*** Supplied records Section Begins ***

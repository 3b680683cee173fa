use std::collections::HashMap;

use async_trait::async_trait;
use tokio::sync::RwLock;

use super::{BookStore, StoreError};
use crate::modules::books::models::Book;

const ID_MAX_CHARS: usize = 36;
const TEXT_MAX_CHARS: usize = 255;

/// In-process [`BookStore`] with the same key and column-length rules as
/// the `books` table. Used for tests and local experiments.
#[derive(Default)]
pub struct MemoryBookStore {
    books: RwLock<HashMap<String, Book>>,
}

impl MemoryBookStore {
    pub fn new() -> Self {
        Self::default()
    }

    /// Number of stored books.
    pub async fn len(&self) -> usize {
        self.books.read().await.len()
    }

    pub async fn is_empty(&self) -> bool {
        self.books.read().await.is_empty()
    }
}

fn check_length(value: &str, max: usize) -> Result<(), StoreError> {
    if value.chars().count() > max {
        return Err(StoreError::Rejected(format!(
            "value too long for type character varying({max})"
        )));
    }
    Ok(())
}

#[async_trait]
impl BookStore for MemoryBookStore {
    async fn insert(&self, book: &Book) -> Result<(), StoreError> {
        check_length(&book.id, ID_MAX_CHARS)?;
        check_length(&book.title, TEXT_MAX_CHARS)?;
        check_length(&book.author, TEXT_MAX_CHARS)?;

        let mut books = self.books.write().await;
        if books.contains_key(&book.id) {
            return Err(StoreError::Rejected(
                "duplicate key value violates unique constraint \"books_pkey\"".to_string(),
            ));
        }
        books.insert(book.id.clone(), book.clone());
        Ok(())
    }

    async fn find(&self, id: &str) -> Result<Option<Book>, StoreError> {
        Ok(self.books.read().await.get(id).cloned())
    }

    async fn update(&self, id: &str, title: &str, author: &str) -> Result<u64, StoreError> {
        check_length(title, TEXT_MAX_CHARS)?;
        check_length(author, TEXT_MAX_CHARS)?;

        let mut books = self.books.write().await;
        match books.get_mut(id) {
            Some(book) => {
                book.title = title.to_string();
                book.author = author.to_string();
                Ok(1)
            }
            None => Ok(0),
        }
    }

    async fn delete(&self, id: &str) -> Result<u64, StoreError> {
        Ok(self.books.write().await.remove(id).map_or(0, |_| 1))
    }
}
use anyhow::Context;
use bookshelf_kernel::settings::Settings;

#[tokio::main]
async fn main() -> anyhow::Result<()> {
    let settings = Settings::load().with_context(|| "failed to load bookshelf settings")?;
    bookshelf_telemetry::init(&settings.telemetry)?;

    bookshelf_app::run(&settings).await
}
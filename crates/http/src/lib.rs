//! HTTP server facade for bookshelf with Axum, error handling, and OpenAPI support.

use std::future::Future;

use anyhow::Context;
use axum::{extract::Request, http::HeaderValue, routing::get, Router};
use tokio::net::TcpListener;
use tower_http::request_id::{MakeRequestId, RequestId};
use uuid::{Timestamp, Uuid};

use bookshelf_kernel::{settings::Settings, ModuleRegistry};

pub mod error;
pub mod router;

use router::RouterBuilder;

/// Start the HTTP server and run until a shutdown signal arrives
pub async fn start_server(registry: &ModuleRegistry, settings: &Settings) -> anyhow::Result<()> {
    let address = settings.server.bind_address();
    tracing::info!("starting HTTP server on {}", address);

    let app = build_router(registry, settings);

    let listener = TcpListener::bind(&address)
        .await
        .with_context(|| format!("failed to bind to address {address}"))?;

    tracing::info!("HTTP server listening on http://{}", address);

    serve(listener, app, shutdown_signal()).await
}

/// Serve `app` on `listener` until `shutdown` resolves, then drain in-flight requests
pub async fn serve<F>(listener: TcpListener, app: Router, shutdown: F) -> anyhow::Result<()>
where
    F: Future<Output = ()> + Send + 'static,
{
    axum::serve(listener, app)
        .with_graceful_shutdown(shutdown)
        .await
        .context("HTTP server failed")?;

    tracing::info!("HTTP server stopped");
    Ok(())
}

/// Build the main HTTP router with all module routes mounted
pub fn build_router(registry: &ModuleRegistry, settings: &Settings) -> Router {
    let mut router_builder = RouterBuilder::new()
        .with_tracing()
        .with_cors()
        .with_request_id()
        .with_catch_panic()
        .with_timeout(settings.server.request_timeout_ms)
        .route("/healthz", get(health_check));

    for module in registry.modules() {
        router_builder = router_builder.mount_module(module.name(), module.routes());
    }

    router_builder.with_openapi().build()
}

/// Health check endpoint
async fn health_check() -> &'static str {
    "ok"
}

/// Resolves on Ctrl-C, or SIGTERM on unix
async fn shutdown_signal() {
    let ctrl_c = async {
        if let Err(e) = tokio::signal::ctrl_c().await {
            tracing::error!(error = %e, "failed to listen for Ctrl-C");
            std::future::pending::<()>().await;
        }
    };

    #[cfg(unix)]
    let terminate = async {
        match tokio::signal::unix::signal(tokio::signal::unix::SignalKind::terminate()) {
            Ok(mut signal) => {
                signal.recv().await;
            }
            Err(e) => {
                tracing::error!(error = %e, "failed to listen for SIGTERM");
                std::future::pending::<()>().await;
            }
        }
    };

    #[cfg(not(unix))]
    let terminate = std::future::pending::<()>();

    tokio::select! {
        _ = ctrl_c => {},
        _ = terminate => {},
    }

    tracing::info!("shutdown signal received");
}

/// Request ID generator for tracing
#[derive(Clone)]
struct MakeRequestUuid;

impl MakeRequestId for MakeRequestUuid {
    fn make_request_id<B>(&mut self, _request: &Request<B>) -> Option<RequestId> {
        let timestamp = Timestamp::now(uuid::NoContext);
        let request_id = Uuid::new_v7(timestamp)
            .to_string()
            .parse::<HeaderValue>()
            .ok()?;
        Some(RequestId::new(request_id))
    }
}
//! Logging bootstrap for bookshelf binaries.

use anyhow::Context;
use bookshelf_kernel::settings::{LogFormat, TelemetrySettings};
use tracing_subscriber::{layer::SubscriberExt, util::SubscriberInitExt, EnvFilter};

/// Install the global tracing subscriber.
///
/// `RUST_LOG` wins over the configured `log_level`. Fails if a subscriber
/// is already installed or the filter directive does not parse.
pub fn init(settings: &TelemetrySettings) -> anyhow::Result<()> {
    let env_filter = build_filter(settings)?;
    let registry = tracing_subscriber::registry().with(env_filter);

    match settings.log_format {
        LogFormat::Pretty => registry
            .with(tracing_subscriber::fmt::layer().with_target(false))
            .try_init(),
        LogFormat::Json => registry
            .with(
                tracing_subscriber::fmt::layer()
                    .json()
                    .with_current_span(true),
            )
            .try_init(),
    }
    .context("failed to install tracing subscriber")?;

    tracing::debug!(
        target: "bookshelf-telemetry",
        format = ?settings.log_format,
        "telemetry initialized"
    );
    Ok(())
}

fn build_filter(settings: &TelemetrySettings) -> anyhow::Result<EnvFilter> {
    match EnvFilter::try_from_default_env() {
        Ok(filter) => Ok(filter),
        Err(_) => EnvFilter::try_new(&settings.log_level)
            .with_context(|| format!("invalid log level '{}'", settings.log_level)),
    }
}
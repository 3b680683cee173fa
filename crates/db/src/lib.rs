//! PostgreSQL pool factory and schema bootstrap.

use std::time::Duration;

use anyhow::Context;
use backon::{ExponentialBuilder, Retryable};
use bookshelf_kernel::{settings::DatabaseSettings, Migration};
use sqlx::postgres::{PgConnectOptions, PgPoolOptions, PgSslMode};

pub use sqlx::PgPool;

/// Build connection options from settings.
///
/// A configured `url` wins over the individual fields and keeps its own
/// `sslmode`; otherwise TLS is disabled.
pub fn connect_options(settings: &DatabaseSettings) -> anyhow::Result<PgConnectOptions> {
    if let Some(url) = &settings.url {
        return url
            .parse::<PgConnectOptions>()
            .context("invalid database url");
    }

    Ok(PgConnectOptions::new()
        .host(&settings.host)
        .port(settings.port)
        .username(&settings.user)
        .password(&settings.password)
        .database(&settings.name)
        .ssl_mode(PgSslMode::Disable))
}

/// `user@host:port/name` for logs and error messages.
fn describe(options: &PgConnectOptions) -> String {
    format!(
        "{}@{}:{}/{}",
        options.get_username(),
        options.get_host(),
        options.get_port(),
        options.get_database().unwrap_or_default()
    )
}

fn retry_policy(settings: &DatabaseSettings) -> ExponentialBuilder {
    ExponentialBuilder::default()
        .with_min_delay(Duration::from_millis(500))
        .with_max_delay(Duration::from_secs(10))
        .with_max_times(settings.connect_attempts.saturating_sub(1))
}

/// Open a connection pool and verify the server is reachable.
///
/// Retries with exponential backoff up to `connect_attempts` in total.
pub async fn connect(settings: &DatabaseSettings) -> anyhow::Result<PgPool> {
    let options = connect_options(settings)?;
    let target = describe(&options);
    tracing::info!(target: "bookshelf-db", db = %target, "connecting to database");

    let pool = (|| async {
        PgPoolOptions::new()
            .max_connections(settings.max_connections)
            .acquire_timeout(Duration::from_millis(settings.connect_timeout_ms))
            .connect_with(options.clone())
            .await
    })
    .retry(retry_policy(settings))
    .notify(|err: &sqlx::Error, dur: Duration| {
        tracing::warn!(
            target: "bookshelf-db",
            db = %target,
            error = %err,
            "database connection failed, retrying in {:?}",
            dur
        );
    })
    .await
    .with_context(|| format!("failed to connect to database {target}"))?;

    tracing::info!(target: "bookshelf-db", db = %target, "database connection established");
    Ok(pool)
}

/// Execute module migrations in the given order.
///
/// Every statement must be idempotent; nothing records which ones ran.
pub async fn apply_migrations(
    pool: &PgPool,
    migrations: &[(String, Migration)],
) -> anyhow::Result<()> {
    for (module, migration) in migrations {
        tracing::info!(
            target: "bookshelf-db",
            module = %module,
            migration = migration.id,
            "applying migration"
        );

        sqlx::raw_sql(migration.up)
            .execute(pool)
            .await
            .with_context(|| format!("migration {}/{} failed", module, migration.id))?;
    }

    Ok(())
}
use assert_cmd::Command;

fn bookshelf() -> Command {
    let mut cmd = Command::cargo_bin("bookshelf-cli").expect("binary should be built");
    cmd.env_remove("RUST_LOG")
        .env_remove("DATABASE_URL")
        .env("BOOKSHELF_CONFIG_DIR", std::env::temp_dir().join("bookshelf-cli-no-config"));
    cmd
}

#[test]
fn help_lists_subcommands() {
    let output = bookshelf().arg("--help").output().unwrap();
    assert!(output.status.success());

    let stdout = String::from_utf8(output.stdout).unwrap();
    assert!(stdout.contains("serve"));
    assert!(stdout.contains("migrate"));
    assert!(stdout.contains("check-config"));
}

#[test]
fn check_config_reflects_environment_and_hides_password() {
    let output = bookshelf()
        .arg("check-config")
        .env("PORT", "9191")
        .env("POSTGRES_USER", "librarian")
        .env("POSTGRES_PASSWORD", "hunter2")
        .env("POSTGRES_HOST", "db")
        .env("POSTGRES_DB", "library")
        .output()
        .unwrap();
    assert!(output.status.success());

    let stdout = String::from_utf8(output.stdout).unwrap();
    assert!(stdout.contains("0.0.0.0:9191"));
    assert!(stdout.contains("librarian@db:5432/library"));
    assert!(!stdout.contains("hunter2"));
}

#[test]
fn unknown_environment_fails() {
    let output = bookshelf()
        .arg("check-config")
        .env("BOOKSHELF_ENV", "qa")
        .output()
        .unwrap();
    assert!(!output.status.success());

    let stderr = String::from_utf8(output.stderr).unwrap();
    assert!(stderr.contains("unsupported environment"));
}

#[test]
fn migrate_exits_non_zero_when_database_is_unreachable() {
    let output = bookshelf()
        .arg("migrate")
        .env("POSTGRES_HOST", "127.0.0.1")
        .env("BOOKSHELF_DATABASE__PORT", "1")
        .env("BOOKSHELF_DATABASE__CONNECT_TIMEOUT_MS", "500")
        .output()
        .unwrap();
    assert!(!output.status.success());

    let stderr = String::from_utf8(output.stderr).unwrap();
    assert!(stderr.contains("failed to connect to database"));
}
pub mod books;

use std::sync::Arc;

use bookshelf_db::PgPool;
use bookshelf_kernel::{settings::Settings, ModuleRegistry};

use books::store::PgBookStore;

/// Register all project-specific modules with the registry
pub fn register_all(registry: &mut ModuleRegistry, pool: PgPool, settings: &Settings) {
    let store = Arc::new(PgBookStore::new(pool));
    registry.register(books::create_module(store, &settings.books));
}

*** Supplied records Section Ends ***

• _Problem_
All that is wanted is a faithful reproduction of the line above with "axum::serve(listener, app)", the line with "struct MakeRequestUuid;", and every line in between.

• _The answer_
    axum::serve(listener, app)
        .with_graceful_shutdown(shutdown)
        .await
        .context("HTTP server failed")?;

    tracing::info!("HTTP server stopped");
    Ok(())
}

/// Build the main HTTP router with all module routes mounted
pub fn build_router(registry: &ModuleRegistry, settings: &Settings) -> Router {
    let mut router_builder = RouterBuilder::new()
        .with_tracing()
        .with_cors()
        .with_request_id()
        .with_catch_panic()
        .with_timeout(settings.server.request_timeout_ms)
        .route("/healthz", get(health_check));

    for module in registry.modules() {
        router_builder = router_builder.mount_module(module.name(), module.routes());
    }

    router_builder.with_openapi().build()
}

/// Health check endpoint
async fn health_check() -> &'static str {
    "ok"
}

/// Resolves on Ctrl-C, or SIGTERM on unix
async fn shutdown_signal() {
    let ctrl_c = async {
        if let Err(e) = tokio::signal::ctrl_c().await {
            tracing::error!(error = %e, "failed to listen for Ctrl-C");
            std::future::pending::<()>().await;
        }
    };

    #[cfg(unix)]
    let terminate = async {
        match tokio::signal::unix::signal(tokio::signal::unix::SignalKind::terminate()) {
            Ok(mut signal) => {
                signal.recv().await;
            }
            Err(e) => {
                tracing::error!(error = %e, "failed to listen for SIGTERM");
                std::future::pending::<()>().await;
            }
        }
    };

    #[cfg(not(unix))]
    let terminate = std::future::pending::<()>();

    tokio::select! {
        _ = ctrl_c => {},
        _ = terminate => {},
    }

    tracing::info!("shutdown signal received");
}

/// Request ID generator for tracing
#[derive(Clone)]
struct MakeRequestUuid;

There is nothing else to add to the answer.